Configuring the Blocksize for HBase

The blocksize is an important configuration option for HBase. HBase data is stored in one (after a major compaction) or more (possibly before a major compaction) HFiles per column family per region. It determines both of the following:
  • The blocksize for a given column family determines the smallest unit of data HBase can read from the column family's HFiles.
  • It is also the basic unit of measure cached by a RegionServer in the BlockCache.

The default blocksize is 64 KB. The appropriate blocksize is dependent upon your data and usage patterns. Use the following guidelines to tune the blocksize size, in combination with testing and benchmarking as appropriate.

  • Consider the average key/value size for the column family when tuning the blocksize. You can find the average key/value size using the HFile utility:
    $ hbase org.apache.hadoop.hbase.io.hfile.HFile -f /path/to/HFILE -m -v
    ...
    Block index size as per heapsize: 296
    reader=hdfs://srv1.example.com:9000/path/to/HFILE, \
    compression=none, inMemory=false, \
    firstKey=US6683275_20040127/mimetype:/1251853756871/Put, \
    lastKey=US6684814_20040203/mimetype:/1251864683374/Put, \
    avgKeyLen=37, avgValueLen=8, \
    entries=1554, length=84447
    ...
  • Consider the pattern of reads to the table or column family. For instance, if it is common to scan for 500 rows on various parts of the table, performance might be increased if the blocksize is large enough to encompass 500-1000 rows, so that often, only one read operation on the HFile is required. If your typical scan size is only 3 rows, returning 500-1000 rows would be overkill.

    It is difficult to predict the size of a row before it is written, because the data will be compressed when it is written to the HFile. Perform testing to determine the correct blocksize for your data.

Configuring the Blocksize for a Column Family

You can configure the blocksize of a column family at table creation or by disabling and altering an existing table. These instructions are valid whether or not you use Cloudera Manager to manage your cluster.

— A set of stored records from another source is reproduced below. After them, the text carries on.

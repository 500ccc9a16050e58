//! Horizon builder: the ordered list of weekdays the solver schedules over.

use chrono::{Datelike, Duration, NaiveDate, Weekday};
use std::collections::HashMap;

/// The ordered sequence of weekdays (Mon–Fri) covering `weeks * 7`
/// calendar days starting at `start`.
#[derive(Debug, Clone)]
pub struct Horizon {
    dates: Vec<NaiveDate>,
    index_of: HashMap<NaiveDate, usize>,
}

impl Horizon {
    /// Builds a horizon starting at `start` (any weekday is accepted;
    /// weekends are dropped) covering `weeks` weeks.
    pub fn build(start: NaiveDate, weeks: u32) -> Self {
        let span = tracing::debug_span!("horizon::build", weeks);
        let _enter = span.enter();

        let mut dates = Vec::with_capacity(5 * weeks as usize);
        let total_calendar_days = 7 * weeks as i64;
        let mut current = start;
        for _ in 0..total_calendar_days {
            if !matches!(current.weekday(), Weekday::Sat | Weekday::Sun) {
                dates.push(current);
            }
            current += Duration::days(1);
        }

        let index_of = dates.iter().enumerate().map(|(i, d)| (*d, i)).collect();

        tracing::info!(days = dates.len(), "horizon built");
        Horizon { dates, index_of }
    }

    pub fn day_count(&self) -> usize {
        self.dates.len()
    }

    pub fn index_of(&self, date: NaiveDate) -> Option<usize> {
        self.index_of.get(&date).copied()
    }

    pub fn date_at(&self, idx: usize) -> NaiveDate {
        self.dates[idx]
    }

    pub fn dates(&self) -> &[NaiveDate] {
        &self.dates
    }
}
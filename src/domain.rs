//! Domain loader: builds the immutable entity catalog for one business line.
//!
//! Input rows are already-parsed (CSV/flat-file ingestion is an
//! out-of-scope collaborator); this module only does filtering, index
//! assignment, and lookup-table construction.

use std::collections::{HashMap, HashSet};

use crate::error::{ScheduleError, Result};

/// A row from the PCP-to-facility assignment table.
#[derive(Debug, Clone)]
pub struct AssignmentRow {
    pub business_line: String,
    pub provider_id: String,
    pub facility_id: String,
}

/// A row from the monthly census table: one nonnegative count per
/// `"YYYY-MM"` column.
#[derive(Debug, Clone)]
pub struct CensusRow {
    pub business_line: String,
    pub provider_id: String,
    pub facility_id: String,
    pub monthly_counts: HashMap<String, u32>,
}

/// A row from either travel-time matrix: a row id plus a sparse map of
/// target id → hours. Missing cells mean "unknown" and are treated as 0
/// by callers, not by this struct.
#[derive(Debug, Clone)]
pub struct TravelMatrixRow {
    pub row_id: String,
    pub cells: HashMap<String, f64>,
}

/// A row from the file-sourced unavailable-dates table: one date a
/// provider is known to be out, independent of any request-supplied PTO.
#[derive(Debug, Clone)]
pub struct UnavailableDateRow {
    pub provider_id: String,
    pub date: chrono::NaiveDate,
}

/// The immutable, read-only catalog for one business line: ordered
/// providers/facilities, legal assignments, travel tables, and census.
#[derive(Debug, Clone)]
pub struct Catalog {
    business_line: String,
    providers: Vec<String>,
    facilities: Vec<String>,
    provider_index: HashMap<String, usize>,
    facility_index: HashMap<String, usize>,
    assignments: HashSet<(usize, usize)>,
    home_travel: HashMap<(usize, usize), f64>,
    facility_travel: HashMap<(usize, usize), f64>,
    census: HashMap<(usize, usize), u32>,
}

impl Catalog {
    pub fn business_line(&self) -> &str {
        &self.business_line
    }

    pub fn providers(&self) -> &[String] {
        &self.providers
    }

    pub fn facilities(&self) -> &[String] {
        &self.facilities
    }

    pub fn provider_index(&self, id: &str) -> Option<usize> {
        self.provider_index.get(id).copied()
    }

    pub fn facility_index(&self, id: &str) -> Option<usize> {
        self.facility_index.get(id).copied()
    }

    pub fn provider_id(&self, idx: usize) -> &str {
        &self.providers[idx]
    }

    pub fn facility_id(&self, idx: usize) -> &str {
        &self.facilities[idx]
    }

    pub fn is_assigned(&self, provider_idx: usize, facility_idx: usize) -> bool {
        self.assignments.contains(&(provider_idx, facility_idx))
    }

    /// Facilities assigned to a given provider, in index order.
    pub fn assigned_facilities(&self, provider_idx: usize) -> Vec<usize> {
        let mut out: Vec<usize> = (0..self.facilities.len())
            .filter(|f| self.is_assigned(provider_idx, *f))
            .collect();
        out.sort_unstable();
        out
    }

    /// Home-to-facility travel time in hours; 0 if the cell is absent.
    pub fn home_travel_hours(&self, provider_idx: usize, facility_idx: usize) -> f64 {
        self.home_travel
            .get(&(provider_idx, facility_idx))
            .copied()
            .unwrap_or(0.0)
    }

    /// Facility-to-facility travel time in hours; 0 if the cell is absent.
    pub fn facility_travel_hours(&self, from_idx: usize, to_idx: usize) -> f64 {
        self.facility_travel
            .get(&(from_idx, to_idx))
            .copied()
            .unwrap_or(0.0)
    }

    /// Monthly patient census for (provider, facility); 0 if absent.
    pub fn census(&self, provider_idx: usize, facility_idx: usize) -> u32 {
        self.census
            .get(&(provider_idx, facility_idx))
            .copied()
            .unwrap_or(0)
    }
}

/// Builds a [`Catalog`] for one business line.
///
/// `tighter_assignments`, when present, intersects the assignment set:
/// rows from `assignments` whose (provider, facility) pair does not
/// also appear in `tighter_assignments` are dropped.
pub fn build_catalog(
    business_line: &str,
    assignments: &[AssignmentRow],
    tighter_assignments: Option<&[AssignmentRow]>,
    census_rows: &[CensusRow],
    pcp_facility_matrix: &[TravelMatrixRow],
    facility_facility_matrix: &[TravelMatrixRow],
    month: &str,
) -> Result<Catalog> {
    let span = tracing::debug_span!("domain::build_catalog", business_line);
    let _enter = span.enter();

    if pcp_facility_matrix.is_empty() {
        return Err(ScheduleError::MissingTravelMatrix(
            "pcp-to-facility matrix is empty".to_string(),
        ));
    }
    if facility_facility_matrix.is_empty() {
        return Err(ScheduleError::MissingTravelMatrix(
            "facility-to-facility matrix is empty".to_string(),
        ));
    }

    let mut rows: Vec<&AssignmentRow> = assignments
        .iter()
        .filter(|r| r.business_line == business_line)
        .collect();

    if let Some(tighter) = tighter_assignments {
        let allowed: HashSet<(&str, &str)> = tighter
            .iter()
            .filter(|r| r.business_line == business_line)
            .map(|r| (r.provider_id.as_str(), r.facility_id.as_str()))
            .collect();
        rows.retain(|r| allowed.contains(&(r.provider_id.as_str(), r.facility_id.as_str())));
    }

    if rows.is_empty() {
        return Err(ScheduleError::EmptyCatalog(business_line.to_string()));
    }

    let mut provider_set: HashSet<&str> = HashSet::new();
    let mut facility_set: HashSet<&str> = HashSet::new();
    for row in &rows {
        provider_set.insert(row.provider_id.as_str());
        facility_set.insert(row.facility_id.as_str());
    }

    let mut providers: Vec<String> = provider_set.into_iter().map(String::from).collect();
    providers.sort_unstable();
    let mut facilities: Vec<String> = facility_set.into_iter().map(String::from).collect();
    facilities.sort_unstable();

    let provider_index: HashMap<String, usize> = providers
        .iter()
        .enumerate()
        .map(|(i, id)| (id.clone(), i))
        .collect();
    let facility_index: HashMap<String, usize> = facilities
        .iter()
        .enumerate()
        .map(|(i, id)| (id.clone(), i))
        .collect();

    let assignments: HashSet<(usize, usize)> = rows
        .iter()
        .map(|r| (provider_index[&r.provider_id], facility_index[&r.facility_id]))
        .collect();

    let mut census: HashMap<(usize, usize), u32> = HashMap::new();
    for row in census_rows {
        if row.business_line != business_line {
            continue;
        }
        let (Some(&p), Some(&f)) = (
            provider_index.get(&row.provider_id),
            facility_index.get(&row.facility_id),
        ) else {
            continue;
        };
        if let Some(&count) = row.monthly_counts.get(month) {
            census.insert((p, f), count);
        }
    }

    let home_travel = build_travel_table(pcp_facility_matrix, &provider_index, &facility_index);
    let facility_travel =
        build_travel_table(facility_facility_matrix, &facility_index, &facility_index);

    tracing::info!(
        providers = providers.len(),
        facilities = facilities.len(),
        assignments = assignments.len(),
        "catalog built"
    );

    Ok(Catalog {
        business_line: business_line.to_string(),
        providers,
        facilities,
        provider_index,
        facility_index,
        assignments,
        home_travel,
        facility_travel,
        census,
    })
}

fn build_travel_table(
    rows: &[TravelMatrixRow],
    row_index: &HashMap<String, usize>,
    col_index: &HashMap<String, usize>,
) -> HashMap<(usize, usize), f64> {
    let mut table = HashMap::new();
    for row in rows {
        let Some(&row_idx) = row_index.get(&row.row_id) else {
            continue;
        };
        for (col_id, hours) in &row.cells {
            if let Some(&col_idx) = col_index.get(col_id) {
                table.insert((row_idx, col_idx), *hours);
            }
        }
    }
    table
}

hbase> create ‘test_table′,{NAME => ‘test_cf′, BLOCKSIZE => '262144'}
hbase> disable 'test_table'
hbase> alter 'test_table', {NAME => 'test_cf', BLOCKSIZE => '524288'}
hbase> enable 'test_table'
After changing the blocksize, the HFiles will be rewritten during the next major compaction. To trigger a major compaction, issue the following command in HBase Shell.
hbase> major_compact 'test_table'

Depending on the size of the table, the major compaction can take some time and have a performance impact while it is running.

Monitoring Blocksize Metrics

Several metrics are exposed for monitoring the blocksize by monitoring the blockcache itself. See the block_cache* entries in RegionServer Metrics.